● EXERCISE INSTRUCTIONS
For this exercise, report every line of the material that includes "inner".
---
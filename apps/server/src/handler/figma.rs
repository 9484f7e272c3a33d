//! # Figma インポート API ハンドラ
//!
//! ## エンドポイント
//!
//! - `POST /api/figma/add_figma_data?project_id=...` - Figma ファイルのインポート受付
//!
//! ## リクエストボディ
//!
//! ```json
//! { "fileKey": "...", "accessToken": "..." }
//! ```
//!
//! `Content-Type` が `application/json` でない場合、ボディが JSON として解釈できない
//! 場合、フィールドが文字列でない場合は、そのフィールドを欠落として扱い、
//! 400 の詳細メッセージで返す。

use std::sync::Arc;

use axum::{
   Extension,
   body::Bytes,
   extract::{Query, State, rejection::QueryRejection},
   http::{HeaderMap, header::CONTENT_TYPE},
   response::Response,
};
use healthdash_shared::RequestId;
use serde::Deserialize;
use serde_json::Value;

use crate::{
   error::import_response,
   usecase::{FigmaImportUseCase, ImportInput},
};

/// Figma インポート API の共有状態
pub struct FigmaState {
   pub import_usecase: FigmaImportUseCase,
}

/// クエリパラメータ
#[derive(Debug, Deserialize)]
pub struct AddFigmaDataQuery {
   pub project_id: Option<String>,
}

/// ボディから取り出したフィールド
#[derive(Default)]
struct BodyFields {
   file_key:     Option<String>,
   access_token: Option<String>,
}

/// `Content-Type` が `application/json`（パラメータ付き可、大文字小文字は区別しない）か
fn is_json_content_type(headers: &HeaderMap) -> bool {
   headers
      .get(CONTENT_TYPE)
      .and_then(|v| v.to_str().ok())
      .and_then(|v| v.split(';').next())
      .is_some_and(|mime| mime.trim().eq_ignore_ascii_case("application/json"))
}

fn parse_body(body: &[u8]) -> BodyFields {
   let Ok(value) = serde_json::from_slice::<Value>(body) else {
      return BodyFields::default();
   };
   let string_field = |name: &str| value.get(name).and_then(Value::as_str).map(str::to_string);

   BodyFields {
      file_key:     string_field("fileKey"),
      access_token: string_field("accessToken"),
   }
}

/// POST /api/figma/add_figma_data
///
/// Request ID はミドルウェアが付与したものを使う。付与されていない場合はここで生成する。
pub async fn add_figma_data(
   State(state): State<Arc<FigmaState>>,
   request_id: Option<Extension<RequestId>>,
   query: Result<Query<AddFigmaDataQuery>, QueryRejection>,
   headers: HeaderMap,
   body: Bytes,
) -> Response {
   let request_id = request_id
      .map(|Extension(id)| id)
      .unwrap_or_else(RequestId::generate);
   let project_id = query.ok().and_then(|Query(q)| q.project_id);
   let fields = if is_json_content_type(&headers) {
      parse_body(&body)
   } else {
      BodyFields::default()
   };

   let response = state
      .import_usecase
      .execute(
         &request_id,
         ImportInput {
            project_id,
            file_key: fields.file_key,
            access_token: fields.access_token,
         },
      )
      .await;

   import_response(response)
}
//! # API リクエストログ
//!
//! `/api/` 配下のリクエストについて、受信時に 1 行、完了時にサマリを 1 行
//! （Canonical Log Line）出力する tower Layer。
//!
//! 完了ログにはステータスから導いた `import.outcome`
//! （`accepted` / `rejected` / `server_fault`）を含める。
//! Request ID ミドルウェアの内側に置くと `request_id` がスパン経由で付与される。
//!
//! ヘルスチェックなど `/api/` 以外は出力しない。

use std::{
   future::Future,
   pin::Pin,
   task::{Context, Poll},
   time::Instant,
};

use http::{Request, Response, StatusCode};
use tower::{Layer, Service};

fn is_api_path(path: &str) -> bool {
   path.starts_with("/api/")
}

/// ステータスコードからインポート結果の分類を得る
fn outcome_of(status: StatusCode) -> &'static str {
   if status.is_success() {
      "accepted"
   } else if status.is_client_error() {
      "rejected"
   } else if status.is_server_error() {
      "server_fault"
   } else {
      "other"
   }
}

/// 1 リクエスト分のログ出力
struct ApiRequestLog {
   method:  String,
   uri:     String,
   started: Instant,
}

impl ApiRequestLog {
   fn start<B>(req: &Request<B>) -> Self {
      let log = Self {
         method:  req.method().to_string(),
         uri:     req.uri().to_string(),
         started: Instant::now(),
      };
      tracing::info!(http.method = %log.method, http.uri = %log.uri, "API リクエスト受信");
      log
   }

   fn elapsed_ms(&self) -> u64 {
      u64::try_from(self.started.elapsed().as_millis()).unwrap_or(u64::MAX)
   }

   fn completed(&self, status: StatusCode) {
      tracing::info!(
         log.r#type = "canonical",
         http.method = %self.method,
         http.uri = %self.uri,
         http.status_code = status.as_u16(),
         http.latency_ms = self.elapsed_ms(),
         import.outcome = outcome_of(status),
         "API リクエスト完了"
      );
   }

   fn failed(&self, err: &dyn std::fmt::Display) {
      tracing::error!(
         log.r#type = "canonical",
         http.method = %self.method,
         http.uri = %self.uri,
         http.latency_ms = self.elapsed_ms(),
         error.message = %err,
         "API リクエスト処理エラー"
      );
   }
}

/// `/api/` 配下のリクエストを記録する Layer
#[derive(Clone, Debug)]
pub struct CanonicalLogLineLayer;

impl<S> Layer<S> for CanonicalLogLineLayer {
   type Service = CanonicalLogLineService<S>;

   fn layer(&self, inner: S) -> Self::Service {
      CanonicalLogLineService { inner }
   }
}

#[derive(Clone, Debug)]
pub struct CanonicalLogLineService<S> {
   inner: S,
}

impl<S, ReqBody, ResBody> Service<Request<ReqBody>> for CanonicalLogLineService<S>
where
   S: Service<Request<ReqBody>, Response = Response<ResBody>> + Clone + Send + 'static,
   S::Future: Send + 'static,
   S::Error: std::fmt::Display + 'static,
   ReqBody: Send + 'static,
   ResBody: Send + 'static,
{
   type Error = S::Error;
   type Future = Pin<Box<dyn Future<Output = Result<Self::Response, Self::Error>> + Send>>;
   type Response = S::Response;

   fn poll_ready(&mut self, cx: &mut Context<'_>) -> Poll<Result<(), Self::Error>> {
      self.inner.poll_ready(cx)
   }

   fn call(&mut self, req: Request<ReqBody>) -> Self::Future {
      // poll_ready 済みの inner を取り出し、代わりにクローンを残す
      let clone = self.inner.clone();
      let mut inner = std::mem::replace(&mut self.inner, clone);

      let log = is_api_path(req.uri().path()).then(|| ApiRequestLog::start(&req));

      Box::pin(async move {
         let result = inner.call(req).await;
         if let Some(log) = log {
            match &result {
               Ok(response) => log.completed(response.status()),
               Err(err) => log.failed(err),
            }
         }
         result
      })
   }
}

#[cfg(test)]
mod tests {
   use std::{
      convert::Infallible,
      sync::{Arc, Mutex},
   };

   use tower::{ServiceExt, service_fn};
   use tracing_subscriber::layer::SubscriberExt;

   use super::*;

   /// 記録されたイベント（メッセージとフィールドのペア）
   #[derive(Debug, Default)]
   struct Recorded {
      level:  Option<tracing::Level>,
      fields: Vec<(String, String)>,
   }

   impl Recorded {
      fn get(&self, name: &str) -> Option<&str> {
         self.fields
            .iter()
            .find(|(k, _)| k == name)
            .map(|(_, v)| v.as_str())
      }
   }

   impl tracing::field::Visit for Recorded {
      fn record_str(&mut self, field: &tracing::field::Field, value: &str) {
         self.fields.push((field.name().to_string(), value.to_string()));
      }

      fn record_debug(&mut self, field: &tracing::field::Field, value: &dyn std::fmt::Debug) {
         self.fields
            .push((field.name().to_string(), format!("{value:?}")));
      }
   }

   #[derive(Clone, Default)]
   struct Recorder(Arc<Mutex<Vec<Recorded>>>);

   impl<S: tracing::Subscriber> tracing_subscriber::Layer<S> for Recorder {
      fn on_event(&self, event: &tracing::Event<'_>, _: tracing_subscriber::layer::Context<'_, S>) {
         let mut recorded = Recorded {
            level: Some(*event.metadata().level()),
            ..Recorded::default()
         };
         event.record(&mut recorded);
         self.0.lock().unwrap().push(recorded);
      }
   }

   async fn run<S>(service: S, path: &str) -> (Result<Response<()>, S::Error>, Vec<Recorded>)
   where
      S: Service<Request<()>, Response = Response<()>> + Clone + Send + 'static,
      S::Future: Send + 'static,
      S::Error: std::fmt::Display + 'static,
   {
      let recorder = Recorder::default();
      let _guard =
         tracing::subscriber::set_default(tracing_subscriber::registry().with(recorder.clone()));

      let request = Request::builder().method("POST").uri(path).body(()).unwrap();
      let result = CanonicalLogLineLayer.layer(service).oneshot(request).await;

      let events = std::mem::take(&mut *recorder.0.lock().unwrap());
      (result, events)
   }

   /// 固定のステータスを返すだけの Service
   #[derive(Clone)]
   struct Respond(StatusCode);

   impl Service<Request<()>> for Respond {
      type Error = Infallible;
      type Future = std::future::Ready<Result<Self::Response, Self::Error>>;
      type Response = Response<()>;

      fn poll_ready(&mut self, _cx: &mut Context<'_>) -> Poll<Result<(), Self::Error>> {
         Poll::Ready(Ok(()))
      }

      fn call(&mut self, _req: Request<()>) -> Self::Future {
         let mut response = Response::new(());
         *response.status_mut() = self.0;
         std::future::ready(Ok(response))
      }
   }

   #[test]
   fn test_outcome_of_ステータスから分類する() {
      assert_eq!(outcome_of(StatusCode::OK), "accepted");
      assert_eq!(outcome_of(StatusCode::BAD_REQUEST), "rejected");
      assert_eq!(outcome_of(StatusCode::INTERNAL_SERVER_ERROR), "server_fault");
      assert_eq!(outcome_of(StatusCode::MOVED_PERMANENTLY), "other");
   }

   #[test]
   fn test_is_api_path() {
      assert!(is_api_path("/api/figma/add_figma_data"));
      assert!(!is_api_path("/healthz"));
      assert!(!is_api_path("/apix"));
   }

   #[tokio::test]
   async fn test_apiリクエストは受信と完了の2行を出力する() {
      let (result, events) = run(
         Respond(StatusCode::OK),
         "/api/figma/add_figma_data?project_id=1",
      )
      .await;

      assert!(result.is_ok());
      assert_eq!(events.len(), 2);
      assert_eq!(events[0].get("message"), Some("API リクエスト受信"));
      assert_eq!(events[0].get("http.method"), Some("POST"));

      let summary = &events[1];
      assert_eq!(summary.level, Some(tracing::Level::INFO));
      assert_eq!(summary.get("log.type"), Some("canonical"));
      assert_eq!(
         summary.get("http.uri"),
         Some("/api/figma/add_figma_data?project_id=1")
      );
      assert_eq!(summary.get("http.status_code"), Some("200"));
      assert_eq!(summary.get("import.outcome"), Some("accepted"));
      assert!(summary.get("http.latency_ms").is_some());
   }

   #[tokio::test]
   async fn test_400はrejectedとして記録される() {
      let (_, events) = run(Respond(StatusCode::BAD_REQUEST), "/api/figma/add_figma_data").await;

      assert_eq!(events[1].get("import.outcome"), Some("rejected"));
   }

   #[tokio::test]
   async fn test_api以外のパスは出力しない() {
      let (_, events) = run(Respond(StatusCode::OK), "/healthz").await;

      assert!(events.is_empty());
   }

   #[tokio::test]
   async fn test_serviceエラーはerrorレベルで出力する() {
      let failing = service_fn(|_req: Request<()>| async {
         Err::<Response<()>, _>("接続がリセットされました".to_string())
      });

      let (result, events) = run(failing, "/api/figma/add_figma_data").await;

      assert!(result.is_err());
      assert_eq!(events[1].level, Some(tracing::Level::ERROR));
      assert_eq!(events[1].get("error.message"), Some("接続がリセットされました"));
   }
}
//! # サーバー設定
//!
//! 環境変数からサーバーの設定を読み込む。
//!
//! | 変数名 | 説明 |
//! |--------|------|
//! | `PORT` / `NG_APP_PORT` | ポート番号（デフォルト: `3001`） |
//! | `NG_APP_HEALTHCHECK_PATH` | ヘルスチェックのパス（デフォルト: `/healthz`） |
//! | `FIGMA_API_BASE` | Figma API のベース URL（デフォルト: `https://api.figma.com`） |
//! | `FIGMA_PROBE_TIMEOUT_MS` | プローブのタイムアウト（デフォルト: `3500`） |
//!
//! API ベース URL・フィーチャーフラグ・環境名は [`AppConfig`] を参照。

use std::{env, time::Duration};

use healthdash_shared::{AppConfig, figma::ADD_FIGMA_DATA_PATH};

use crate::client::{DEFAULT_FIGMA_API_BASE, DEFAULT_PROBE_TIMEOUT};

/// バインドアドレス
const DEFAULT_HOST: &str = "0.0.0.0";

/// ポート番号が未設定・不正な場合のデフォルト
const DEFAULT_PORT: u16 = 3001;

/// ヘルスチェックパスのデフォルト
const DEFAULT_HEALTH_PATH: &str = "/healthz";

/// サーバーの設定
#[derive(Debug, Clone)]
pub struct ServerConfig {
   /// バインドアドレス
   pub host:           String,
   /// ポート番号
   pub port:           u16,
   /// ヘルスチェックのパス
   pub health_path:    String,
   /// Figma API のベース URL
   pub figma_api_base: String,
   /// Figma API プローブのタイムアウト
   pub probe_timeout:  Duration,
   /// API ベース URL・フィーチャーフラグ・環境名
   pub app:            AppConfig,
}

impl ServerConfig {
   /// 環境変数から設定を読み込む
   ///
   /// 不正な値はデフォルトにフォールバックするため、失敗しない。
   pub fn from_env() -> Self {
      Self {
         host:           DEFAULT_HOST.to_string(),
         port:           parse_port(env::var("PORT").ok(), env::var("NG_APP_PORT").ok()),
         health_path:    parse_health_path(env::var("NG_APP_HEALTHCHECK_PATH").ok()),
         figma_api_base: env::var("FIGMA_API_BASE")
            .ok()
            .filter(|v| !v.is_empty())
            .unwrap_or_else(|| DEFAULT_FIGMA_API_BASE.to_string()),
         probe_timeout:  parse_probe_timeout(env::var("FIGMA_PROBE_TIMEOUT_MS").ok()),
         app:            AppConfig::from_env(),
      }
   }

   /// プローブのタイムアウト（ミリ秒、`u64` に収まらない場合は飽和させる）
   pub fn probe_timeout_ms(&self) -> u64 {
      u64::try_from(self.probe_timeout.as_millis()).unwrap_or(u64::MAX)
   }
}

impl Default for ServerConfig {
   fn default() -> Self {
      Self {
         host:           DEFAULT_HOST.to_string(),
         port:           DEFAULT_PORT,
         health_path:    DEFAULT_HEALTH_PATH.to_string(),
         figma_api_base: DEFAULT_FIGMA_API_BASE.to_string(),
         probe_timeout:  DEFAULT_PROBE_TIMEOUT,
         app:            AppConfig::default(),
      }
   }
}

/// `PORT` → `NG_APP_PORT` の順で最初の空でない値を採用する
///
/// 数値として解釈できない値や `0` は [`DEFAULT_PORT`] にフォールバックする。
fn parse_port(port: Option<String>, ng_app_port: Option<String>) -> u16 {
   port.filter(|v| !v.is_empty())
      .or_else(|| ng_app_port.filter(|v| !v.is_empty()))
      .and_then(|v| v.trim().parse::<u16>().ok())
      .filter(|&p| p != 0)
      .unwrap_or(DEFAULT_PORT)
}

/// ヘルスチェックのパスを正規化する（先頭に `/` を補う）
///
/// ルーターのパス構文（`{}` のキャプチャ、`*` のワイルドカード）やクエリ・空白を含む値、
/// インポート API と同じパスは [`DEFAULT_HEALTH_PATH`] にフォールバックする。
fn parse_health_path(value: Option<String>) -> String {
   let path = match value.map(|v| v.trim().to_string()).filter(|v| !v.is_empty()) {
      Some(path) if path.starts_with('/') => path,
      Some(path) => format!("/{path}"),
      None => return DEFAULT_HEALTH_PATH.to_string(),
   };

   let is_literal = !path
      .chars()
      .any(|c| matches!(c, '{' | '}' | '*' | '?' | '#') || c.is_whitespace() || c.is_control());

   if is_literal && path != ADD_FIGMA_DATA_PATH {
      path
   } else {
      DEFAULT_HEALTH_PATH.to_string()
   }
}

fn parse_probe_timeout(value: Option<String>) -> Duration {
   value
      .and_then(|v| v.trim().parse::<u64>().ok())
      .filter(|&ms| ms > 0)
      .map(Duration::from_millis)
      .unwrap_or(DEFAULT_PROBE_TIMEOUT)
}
---
● ANSWER TO THIS EXERCISE
   fn layer(&self, inner: S) -> Self::Service {
      CanonicalLogLineService { inner }
   inner: S,
      self.inner.poll_ready(cx)
      // poll_ready 済みの inner を取り出し、代わりにクローンを残す
      let clone = self.inner.clone();
      let mut inner = std::mem::replace(&mut self.inner, clone);
         let result = inner.call(req).await;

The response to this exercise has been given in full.